Kirby has written for many national magazines, including Glamour, Redbook, Self and Mademoiselle. From 1986 to 1990, Kirby was a foreign correspondent for UPI, and Newsday in Latin America, covering wars in El Salvador and Nicaragua, and he covered politics, corruption and natural disasters in Mexico. It was during this time that he was also a reporter for OutWeek. From 1990 to 1993, Kirby was director of public information at the American Foundation for AIDS Research, worked for New York City Council President Carol Bellamy, and was a senior staff adviser to David Dinkins' successful 1989 run for mayor of New York City. In 1998, Kirby wrote a cover story for The Advocate, "Does coming out matter?". From 1998 to 2001, he wrote many articles for The Advocate, including one on the courage of young gay and lesbian scouts and service members. From 2000 to 2004, Kirby contributed several articles on travel to The New York Times, including "Rainbow Beach Towels on Mexican Sand", an article on the gay tourism industry in Puerto Vallarta. He has also written on topics other than travel and leisure, including on a new phenomenon, known as "dirty driving", the playing pornography on DVD screens inside vehicles while they drive through traffic. The article expressed concern for what children have been exposed to by these "dirty drivers". In 2005, Kirby's book Evidence of Harm - Mercury in Vaccines and the Autism Epidemic: A Medical Controversy was published. Since May 2005, Kirby has been a contributing blogger at The Huffington Post.
Evidence of Harm
Evidence of Harm explores the controversies surrounding thimerosal containing vaccines, and whether TCVs have contributed to the apparent increase of autism, ADHD, speech delay and other childhood disorders in the United States. In the book, Kirby tells the personal stories of parents of children who have autism, founders of the advocacy group SafeMinds, including Sallie Bernard, Lyn Redwood, Mark Blaxill, Albert Enayati, Heidi Roger and Liz Birt. "Many of the public health officials who discount the thimerosal theory were unwilling to be interviewed for this book," Kirby later wrote. "Readers are invited to reach their own conclusions on the evidence." Nevertheless, Kirby also acknowledges "ach side accuses the other of being irrational, overzealous, blind to evidence they find inconvenient, and subject to professional, financial, or emotional conflicts of interest that cloud their judgment." Ultimately, Kirby finds the evidence leveled against thimerosal inconclusive but suggestive, and calls urgently for further research. The autism-vaccine link has been firmly discredited, including any suggested evidence of a link between thimerosal and autism. The majority of scientific consensus agrees with vast population studies that have shown there to be no link between vaccines, autism, and thimerosal. The original paper by Andrew Wakefield that started a media firestorm and led to fears of vaccination amongst parents has been discredited and research by journalist Brian Deer showed the data used in the paper to be fraudulent.
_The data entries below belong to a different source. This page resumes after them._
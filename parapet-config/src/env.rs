// Environment variable loading

use crate::{ConfigError, Result};
use std::collections::HashMap;
use std::env;

/// Reads `PREFIX_*` variables into a flat, lowercase key map.
///
/// `PARAPET_CSRF_MAX_AGE=600` becomes `csrf_max_age = "600"` when the prefix
/// is `PARAPET`.
#[derive(Debug, Clone)]
pub struct EnvLoader {
    prefix: Option<String>,
}

impl EnvLoader {
    pub fn new(prefix: Option<String>) -> Self {
        Self { prefix }
    }

    /// Loader for the `PARAPET_` namespace.
    pub fn parapet() -> Self {
        Self::new(Some("PARAPET".to_string()))
    }

    /// Load matching variables from the process environment.
    pub fn load(&self) -> HashMap<String, String> {
        self.load_from(env::vars())
    }

    /// Load matching variables from an explicit list of pairs.
    ///
    /// Tests use this instead of mutating the process environment.
    pub fn load_from<I, K, V>(&self, vars: I) -> HashMap<String, String>
    where
        I: IntoIterator<Item = (K, V)>,
        K: AsRef<str>,
        V: Into<String>,
    {
        let mut config = HashMap::new();

        for (key, value) in vars {
            if let Some(name) = self.strip(key.as_ref()) {
                config.insert(name, value.into());
            }
        }

        config
    }

    /// Load a single variable, e.g. `load_var("csrf_secret")` reads
    /// `PARAPET_CSRF_SECRET`.
    pub fn load_var(&self, key: &str) -> Result<String> {
        let full_key = self.full_key(key);
        env::var(&full_key).map_err(|_| ConfigError::KeyNotFound(full_key))
    }

    pub fn load_var_or(&self, key: &str, default: &str) -> String {
        self.load_var(key).unwrap_or_else(|_| default.to_string())
    }

    /// The environment variable name for `key`.
    pub fn full_key(&self, key: &str) -> String {
        match &self.prefix {
            Some(prefix) => format!("{}_{}", prefix, key.to_uppercase()),
            None => key.to_uppercase(),
        }
    }

    fn strip(&self, key: &str) -> Option<String> {
        match &self.prefix {
            Some(prefix) => key
                .strip_prefix(prefix.as_str())
                .and_then(|rest| rest.strip_prefix('_'))
                .filter(|rest| !rest.is_empty())
                .map(str::to_lowercase),
            None => Some(key.to_lowercase()),
        }
    }
}

impl Default for EnvLoader {
    fn default() -> Self {
        Self::new(None)
    }
}
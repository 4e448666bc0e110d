//! The seam between the CSRF client and the wire.

use crate::{ClientRequest, Response, Result};
use async_trait::async_trait;
use std::sync::Arc;

/// Sends a single request and returns its response. No retries, no cookie
/// handling; those belong to the caller.
#[async_trait]
pub trait Transport: Send + Sync {
    async fn send(&self, request: ClientRequest) -> Result<Response>;
}

#[async_trait]
impl<T: Transport + ?Sized> Transport for Arc<T> {
    async fn send(&self, request: ClientRequest) -> Result<Response> {
        (**self).send(request).await
    }
}
//! # Parapet HTTP Client
//!
//! Client half of the CSRF protocol: a [`Transport`] abstraction with a
//! `reqwest` implementation, and [`CsrfClient`], which caches the server's
//! CSRF token, sends it with mutating requests and retries once when the
//! server rejects a stale token.
//!
//! ```rust,no_run
//! use parapet_http_client::{ClientRequest, CsrfClient, HttpClient};
//!
//! #[tokio::main]
//! async fn main() -> Result<(), Box<dyn std::error::Error>> {
//!     let client = CsrfClient::new(HttpClient::with_base_url("https://broker.example")?);
//!
//!     let response = client
//!         .secure_request(
//!             ClientRequest::post("/api/contact")
//!                 .json(&serde_json::json!({ "name": "Ann", "email": "ann@example.com" }))?,
//!         )
//!         .await?;
//!
//!     println!("Status: {}", response.status());
//!     Ok(())
//! }
//! ```

mod client;
mod config;
mod cookie_jar;
mod csrf;
mod error;
mod request;
mod response;
mod transport;

pub use client::HttpClient;
pub use config::{HttpClientConfig, HttpClientConfigBuilder};
pub use cookie_jar::CookieJar;
pub use csrf::{Attempt, CSRF_REJECTION, CsrfClient, CsrfClientConfig, is_csrf_rejection};
pub use error::{HttpClientError, Result};
pub use request::ClientRequest;
pub use response::Response;
pub use transport::Transport;
// Brokerage API wiring

use crate::forms::{ContactForm, InquiryForm, Parsed, parse_form};
use parapet_core::{Application, Error, HttpRequest, HttpResponse, LoggerMiddleware, Router};
use parapet_csrf::{CsrfConfig, CsrfError, CsrfMiddleware, TokenAuthority, csrf_token_handler};
use parapet_session::{SessionConfig, SessionHandle, SessionMiddleware, SessionStore};
use std::sync::Arc;
use tracing::info;

/// Path of the token retrieval endpoint.
pub const CSRF_TOKEN_PATH: &str = "/api/csrf-token";

fn acknowledged() -> Result<HttpResponse, Error> {
    HttpResponse::ok().with_json(&serde_json::json!({ "success": true }))
}

async fn health(_req: HttpRequest) -> Result<HttpResponse, Error> {
    HttpResponse::ok().with_json(&serde_json::json!({ "status": "ok" }))
}

async fn contact(req: HttpRequest) -> Result<HttpResponse, Error> {
    let form = match parse_form::<ContactForm>(&req)? {
        Parsed::Valid(form) => form,
        Parsed::Invalid(response) => return Ok(response),
    };

    info!(
        has_phone = form.phone.is_some(),
        message_len = form.message.len(),
        "Contact form received"
    );
    acknowledged()
}

async fn inquiry(req: HttpRequest) -> Result<HttpResponse, Error> {
    let form = match parse_form::<InquiryForm>(&req)? {
        Parsed::Valid(form) => form,
        Parsed::Invalid(response) => return Ok(response),
    };

    info!(
        kind = ?form.kind,
        property_id = form.property_id.as_deref().unwrap_or("-"),
        "Inquiry received"
    );
    acknowledged()
}

/// Ends the session and withdraws the CSRF cookie. The client is expected
/// to drop its cached token as well.
async fn logout(req: HttpRequest) -> Result<HttpResponse, Error> {
    if let Some(session) = req.extensions.get::<SessionHandle>() {
        info!(session_id = %session.id(), "Session ended");
        session.destroy();
    }

    let mut response = acknowledged()?;
    if let Some(authority) = req.extensions.get::<TokenAuthority>() {
        response.add_cookie(&authority.config().expire_cookie());
    }
    Ok(response)
}

/// Routes without any middleware.
pub fn router() -> Router {
    Router::new()
        .get("/health", health)
        .get(CSRF_TOKEN_PATH, csrf_token_handler)
        .post("/api/contact", contact)
        .post("/api/inquiry", inquiry)
        .post("/api/logout", logout)
}

/// The full application: access log, sessions, then CSRF gating in front of
/// [`router`].
pub fn build_app<S>(
    csrf: CsrfConfig,
    session: SessionConfig,
    store: Arc<S>,
) -> Result<Application, CsrfError>
where
    S: SessionStore + 'static,
{
    Ok(Application::new(router())
        .with_middleware(LoggerMiddleware::new())
        .with_middleware(SessionMiddleware::new(store, session))
        .with_middleware(CsrfMiddleware::new(csrf)?))
}

#[cfg(test)]
mod tests {
    use super::*;
    use parapet_session::MemorySessionStore;

    fn app() -> Application {
        let csrf = CsrfConfig::new(b"app_test_secret_that_is_32_bytes".to_vec()).unwrap();
        build_app(
            csrf,
            SessionConfig::default(),
            Arc::new(MemorySessionStore::default()),
        )
        .unwrap()
    }

    #[tokio::test]
    async fn test_health_is_open() {
        let response = app().handle(HttpRequest::new("GET", "/health")).await;
        assert_eq!(response.status, 200);
        assert!(response.cookie("csrf-token").is_some());
    }

    #[tokio::test]
    async fn test_contact_requires_token() {
        let request = HttpRequest::new("POST", "/api/contact")
            .with_json(&serde_json::json!({
                "name": "Dana",
                "email": "dana@example.com",
                "message": "hello",
            }))
            .unwrap();

        let response = app().handle(request).await;
        assert_eq!(response.status, 403);
    }

    #[test]
    fn test_router_registers_every_route() {
        let paths: Vec<_> = router()
            .routes
            .iter()
            .map(|r| format!("{} {}", r.method.as_str(), r.path))
            .collect();
        assert_eq!(
            paths,
            vec![
                "GET /health",
                "GET /api/csrf-token",
                "POST /api/contact",
                "POST /api/inquiry",
                "POST /api/logout",
            ]
        );
    }
}
//! Session data.

use crate::error::{SessionError, SessionResult};
use chrono::{DateTime, Utc};
use serde::{Deserialize, Serialize};
use std::collections::HashMap;
use std::time::Duration;

/// A server-side session and its key/value data.
#[derive(Debug, Clone, Serialize, Deserialize)]
pub struct Session {
    pub id: String,
    pub data: HashMap<String, serde_json::Value>,
    pub created_at: DateTime<Utc>,
    pub last_accessed_at: DateTime<Utc>,
    pub expires_at: DateTime<Utc>,
}

impl Session {
    /// Create a session with the given ID and TTL.
    pub fn new(id: impl Into<String>, ttl: Duration) -> Self {
        let now = Utc::now();
        Self {
            id: id.into(),
            data: HashMap::new(),
            created_at: now,
            last_accessed_at: now,
            expires_at: now + chrono::Duration::from_std(ttl).unwrap_or_default(),
        }
    }

    /// Create a session with a fresh random ID.
    pub fn generate(ttl: Duration) -> Self {
        Self::new(uuid::Uuid::new_v4().to_string(), ttl)
    }

    pub fn is_expired(&self) -> bool {
        Utc::now() > self.expires_at
    }

    /// Typed read. Returns `None` if the key is missing or holds another type.
    pub fn get<T: for<'de> Deserialize<'de>>(&self, key: &str) -> Option<T> {
        self.data
            .get(key)
            .and_then(|v| serde_json::from_value(v.clone()).ok())
    }

    /// Store a value, replacing any previous one.
    pub fn set<T: Serialize>(&mut self, key: &str, value: T) -> SessionResult<()> {
        let json_value =
            serde_json::to_value(value).map_err(|e| SessionError::Serialization(e.to_string()))?;
        self.data.insert(key.to_string(), json_value);
        Ok(())
    }

    pub fn remove(&mut self, key: &str) -> Option<serde_json::Value> {
        self.data.remove(key)
    }

    pub fn contains(&self, key: &str) -> bool {
        self.data.contains_key(key)
    }

    pub fn clear(&mut self) {
        self.data.clear();
    }

    pub fn touch(&mut self) {
        self.last_accessed_at = Utc::now();
    }

    pub fn extend(&mut self, ttl: Duration) {
        self.expires_at = Utc::now() + chrono::Duration::from_std(ttl).unwrap_or_default();
    }
}

#[cfg(test)]
mod tests {
    use super::*;

    #[test]
    fn test_typed_get_set() {
        let mut session = Session::new("abc", Duration::from_secs(60));
        session.set("csrf_token", "tok").unwrap();
        session.set("visits", 3u32).unwrap();

        assert_eq!(session.get::<String>("csrf_token"), Some("tok".to_string()));
        assert_eq!(session.get::<u32>("visits"), Some(3));
        assert_eq!(session.get::<u32>("csrf_token"), None);
    }

    #[test]
    fn test_set_overwrites() {
        let mut session = Session::new("abc", Duration::from_secs(60));
        session.set("csrf_token", "first").unwrap();
        session.set("csrf_token", "second").unwrap();

        assert_eq!(session.data.len(), 1);
        assert_eq!(session.get::<String>("csrf_token"), Some("second".to_string()));
    }

    #[test]
    fn test_expiry() {
        let session = Session::new("abc", Duration::ZERO);
        std::thread::sleep(Duration::from_millis(5));
        assert!(session.is_expired());

        let fresh = Session::generate(Duration::from_secs(60));
        assert!(!fresh.is_expired());
        assert_eq!(fresh.id.len(), 36);
    }
}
''British Medical Journal'' review
In May 2005, Evidence of Harm was reviewed negatively in the British Medical Journal. The reviewer described Kirby's book as "woefully one-sided", and wrote: "In his determination to provide an account that is sympathetic to the parents, Kirby enters into the grip of the same delusion and ends up in the same angry and paranoid universe into which campaigners have descended, alleging phone taps and other forms of surveillance as they struggle against sinister conspiracies between health authorities and drug companies."